Cloning and characterization of four enzymes responsible for cyclohexylamine degradation from Paenarthrobacter sp. TYUT067

Abstract

Paenarthrobacter sp. TYUT067 is a soil bacterium that can degrade and use cyclohexylamine as the sole source of carbon and energy. However, the responsible enzymes involved in cyclohexylamine degradation by TYUT067 have not been cloned and characterized in detail yet. In this study, four possible cyclohexylamine degradation genes, one cyclohexylamine oxidase (Pachao), two cyclohexanone monooxygenases (Pachms) and one lactone hydrolase (Pamlh) were successfully cloned and heterologous expressed in Escherichia coli T7 host cells. The four enzymes were purified and characterized. The optimal pH and temperature of the purified enzymes toward their own substrates were 7.0 (PaCHAO), 8.0 (PaCHM1), 9.0 (PaCHM2 and PaMLH) and 30 °C (PaCHAO and PaMLH), 40 °C (PaCHM2) and 45 °C (PaCHM1), respectively, with KM of 1.1 mM (PaCHAO), 0.1 mM (PaCHM1), 0.1 mM (PaCHM2) and 0.8 mM (PaMLH), and yielding a catalytic efficiency kcat/KM of 16.1 mM−1 s−1 (PaCHAO), 1.0 mM−1 s−1 (PaCHM1), 5.0 mM−1 s−1 (PaCHM2) and 124.4 mM−1 s−1 (PaMLH).
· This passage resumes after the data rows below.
use super::{optional, parse_bool, parse_port, required, required_secret, EnvSource, Secret};
use crate::error::ConfigError;

pub const REQUIRED_VARS: &[&str] = &["SMTP_HOST", "SMTP_USER", "SMTP_PASSWORD", "SMTP_FROM_EMAIL"];

/// Mail submission port.
pub const DEFAULT_SMTP_PORT: u16 = 587;

/// Port on which TLS is negotiated before any SMTP traffic.
pub const IMPLICIT_TLS_PORT: u16 = 465;

pub const DEFAULT_FROM_NAME: &str = "P2P Procurement System";

/// How the SMTP session is encrypted.
#[derive(Debug, Clone, Copy, PartialEq, Eq)]
pub enum TransportSecurity {
    /// Plain connection upgraded with STARTTLS before authenticating
    StartTls,
    /// TLS from the first byte (SMTPS)
    Implicit,
    /// No encryption
    None,
}

impl TransportSecurity {
    pub fn describe(&self) -> &'static str {
        match self {
            TransportSecurity::StartTls => "STARTTLS",
            TransportSecurity::Implicit => "implicit TLS",
            TransportSecurity::None => "no encryption",
        }
    }
}

#[derive(Debug, Clone, PartialEq, Eq)]
pub struct EmailConfig {
    pub host: String,
    pub port: u16,
    pub security: TransportSecurity,
    pub username: String,
    pub password: Secret,
    pub from_email: String,
    pub from_name: String,
}

impl EmailConfig {
    pub fn from_env(env: &dyn EnvSource) -> Result<Self, ConfigError> {
        let port = parse_port(env, "SMTP_PORT", Some(DEFAULT_SMTP_PORT))?;
        let use_tls = parse_bool(env, "SMTP_USE_TLS", true)?;

        let security = match (use_tls, port) {
            (false, _) => TransportSecurity::None,
            (true, IMPLICIT_TLS_PORT) => TransportSecurity::Implicit,
            (true, _) => TransportSecurity::StartTls,
        };

        Ok(Self {
            host: required(env, "SMTP_HOST")?,
            port,
            security,
            username: required(env, "SMTP_USER")?,
            password: required_secret(env, "SMTP_PASSWORD")?,
            from_email: required(env, "SMTP_FROM_EMAIL")?,
            from_name: optional(env, "SMTP_FROM_NAME")?
                .unwrap_or_else(|| DEFAULT_FROM_NAME.to_string()),
        })
    }

    pub fn address(&self) -> String {
        format!("{}:{}", self.host, self.port)
    }
}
In vitro mimicking the cyclohexylamine degradation pathway was conducted by using the combined three cyclohexylamine degradation enzymes (PaCHAO, PaCHM2 and PaMLH) with 10–50 mM cyclohexylamine, 100% conversion of cyclohexylamine could be finished within 12 h without any detected intermediates. The current study confirmed the enzymes responsible for cyclohexylamine degradation in TYUT067 for the first time, provide basic information for further investigation and application of these specific enzymes in pollution control.